So i thought about moving to Bellingham into my own apartment. I even had an offer, which was a really good one, I must say. However, I decided not to go through with it. I don't think i am ready to move just yet. First, I need money, which I need to save up. Second, the motive behind moving was totally wrong. The reason why I felt I was ready to move was I thought it would help me to "establish myself" as a person. But when I thought about it harder, I realized that I was wanting to do it to prove Bob wrong. Prove him wrong about the fact that I am not sucessful, and that I do nothing with my life. But then I realized that I really don't need to prove myself to anyone...not even Bob.
I think I found a true friend at work...finally.

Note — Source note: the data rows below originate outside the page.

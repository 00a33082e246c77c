use anyhow::{Context, Result};
use serde::{Deserialize, Serialize};
use std::path::{Path, PathBuf};
use std::time::Duration;
use tracing::info;

use crate::clients::tmdb::TMDB_API;
use crate::domain::{SortKey, SortOrder};

#[derive(Debug, Clone, Default, Serialize, Deserialize)]
#[serde(default)]
pub struct Config {
    pub general: GeneralConfig,

    pub tmdb: TmdbConfig,

    pub catalogue: CatalogueConfig,

    pub retry: RetryConfig,

    pub search: SearchConfig,
}

#[derive(Debug, Clone, Serialize, Deserialize)]
#[serde(default)]
pub struct GeneralConfig {
    pub log_level: String,

    /// Number of tokio worker threads (default: 2)
    /// Set to 0 to use the number of CPU cores
    pub worker_threads: usize,

    /// Directory holding the local key-value cache documents.
    pub cache_dir: String,
}

impl Default for GeneralConfig {
    fn default() -> Self {
        Self {
            log_level: "info".to_string(),
            worker_threads: 2,
            cache_dir: "data/cache".to_string(),
        }
    }
}

#[derive(Debug, Clone, Serialize, Deserialize)]
#[serde(default)]
pub struct TmdbConfig {
    pub base_url: String,

    pub image_base_url: String,

    /// Locale sent as the `language` parameter on every request.
    pub language: String,

    /// Request timeout in seconds (default: 8)
    pub timeout_seconds: u64,

    /// Environment variable the API key is read from.
    pub api_key_env: String,

    /// Inline API key. Takes precedence over the environment when non-empty.
    #[serde(skip_serializing_if = "Option::is_none")]
    pub api_key: Option<String>,
}

impl Default for TmdbConfig {
    fn default() -> Self {
        Self {
            base_url: TMDB_API.to_string(),
            image_base_url: "https://image.tmdb.org/t/p".to_string(),
            language: "en-US".to_string(),
            timeout_seconds: 8,
            api_key_env: "TMDB_API_KEY".to_string(),
            api_key: None,
        }
    }
}

impl TmdbConfig {
    #[must_use]
    pub const fn timeout(&self) -> Duration {
        Duration::from_secs(self.timeout_seconds)
    }
}

#[derive(Debug, Clone, Serialize, Deserialize)]
#[serde(default)]
pub struct CatalogueConfig {
    /// How many top-rated movies to keep (default: 250)
    pub target_count: usize,

    /// Items per upstream page (default: 20)
    pub page_size: usize,

    pub cache_ttl_hours: u64,
}

impl Default for CatalogueConfig {
    fn default() -> Self {
        Self {
            target_count: 250,
            page_size: 20,
            cache_ttl_hours: 24,
        }
    }
}

impl CatalogueConfig {
    #[must_use]
    pub const fn cache_ttl(&self) -> Duration {
        Duration::from_secs(self.cache_ttl_hours.saturating_mul(60 * 60))
    }
}

#[derive(Debug, Clone, Serialize, Deserialize)]
#[serde(default)]
pub struct RetryConfig {
    /// Retries allowed per request on 429/5xx (default: 1)
    pub max_retries: u32,

    pub backoff_min_ms: u64,

    pub backoff_max_ms: u64,
}

impl Default for RetryConfig {
    fn default() -> Self {
        Self {
            max_retries: 1,
            backoff_min_ms: 600,
            backoff_max_ms: 1000,
        }
    }
}

#[derive(Debug, Clone, Serialize, Deserialize)]
#[serde(default)]
pub struct SearchConfig {
    /// Quiet period before typed input is used (default: 200)
    pub debounce_ms: u64,

    pub default_sort: SortKey,

    pub default_order: SortOrder,
}

impl Default for SearchConfig {
    fn default() -> Self {
        Self {
            debounce_ms: 200,
            default_sort: SortKey::Title,
            default_order: SortOrder::Ascending,
        }
    }
}

impl SearchConfig {
    #[must_use]
    pub const fn debounce(&self) -> Duration {
        Duration::from_millis(self.debounce_ms)
    }
}

impl Config {
    pub fn load() -> Result<Self> {
        let paths = Self::config_paths();

        for path in &paths {
            if path.exists() {
                info!("Loading config from: {}", path.display());
                return Self::load_from_path(path);
            }
        }

        info!("No config file found, using defaults");
        Ok(Self::default())
    }

    pub fn load_from_path(path: &Path) -> Result<Self> {
        let content = std::fs::read_to_string(path)
            .with_context(|| format!("Failed to read config file: {}", path.display()))?;

        let config: Self = toml::from_str(&content)
            .with_context(|| format!("Failed to parse config file: {}", path.display()))?;

        Ok(config)
    }

    pub fn save_to_path(&self, path: &Path) -> Result<()> {
        if let Some(parent) = path.parent()
            && !parent.as_os_str().is_empty()
        {
            std::fs::create_dir_all(parent)?;
        }

        let content = toml::to_string_pretty(self)?;
        std::fs::write(path, content)?;
        info!("Config saved to: {}", path.display());
        Ok(())
    }

    fn config_paths() -> Vec<PathBuf> {
        let mut paths = vec![];

        paths.push(PathBuf::from("config.toml"));

        if let Some(config_dir) = dirs::config_dir() {
            paths.push(config_dir.join("cinelist").join("config.toml"));
        }

        if let Some(home) = dirs::home_dir() {
            paths.push(home.join(".cinelist").join("config.toml"));
        }

        paths
    }

    #[must_use]
    pub fn default_config_path() -> PathBuf {
        PathBuf::from("config.toml")
    }

    pub fn create_default_if_missing() -> Result<bool> {
        let path = Self::default_config_path();
        if path.exists() {
            Ok(false)
        } else {
            let config = Self::default();
            config.save_to_path(&path)?;
            info!("Created default config file: {}", path.display());
            Ok(true)
        }
    }

    pub fn validate(&self) -> Result<()> {
        url::Url::parse(&self.tmdb.base_url)
            .with_context(|| format!("Invalid TMDB base URL: {}", self.tmdb.base_url))?;

        if self.tmdb.language.trim().is_empty() {
            anyhow::bail!("TMDB language cannot be empty");
        }

        if self.catalogue.page_size == 0 {
            anyhow::bail!("Catalogue page size must be > 0");
        }

        if self.catalogue.target_count == 0 {
            anyhow::bail!("Catalogue target count must be > 0");
        }

        if self.catalogue.cache_ttl_hours == 0 {
            anyhow::bail!("Cache TTL must be > 0 hours");
        }

        if self.retry.backoff_min_ms > self.retry.backoff_max_ms {
            anyhow::bail!(
                "Retry backoff window is inverted: min {}ms > max {}ms",
                self.retry.backoff_min_ms,
                self.retry.backoff_max_ms
            );
        }

        Ok(())
    }
}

Her name is Brandy. She is a really nice person. The only issue i have with her is that she is a lesbian. She has a girlfriend..whom she wants to get married to. I want this to be an opportunity to be a witness to her. Show her that not all Christians are full of hate and contempt for the homosexual lifestyle. I am not about to point out the splinter in her eye. Besides, I am not very close friends with her. However, if she were to ask me to be in her "wedding", I think I would need to decline, because I don't agree with it. And going to the wedding would show that I agree and support that lifestyle.
Anywho, life in general is good right now. I have a good car, good family, great friends, and I love my job.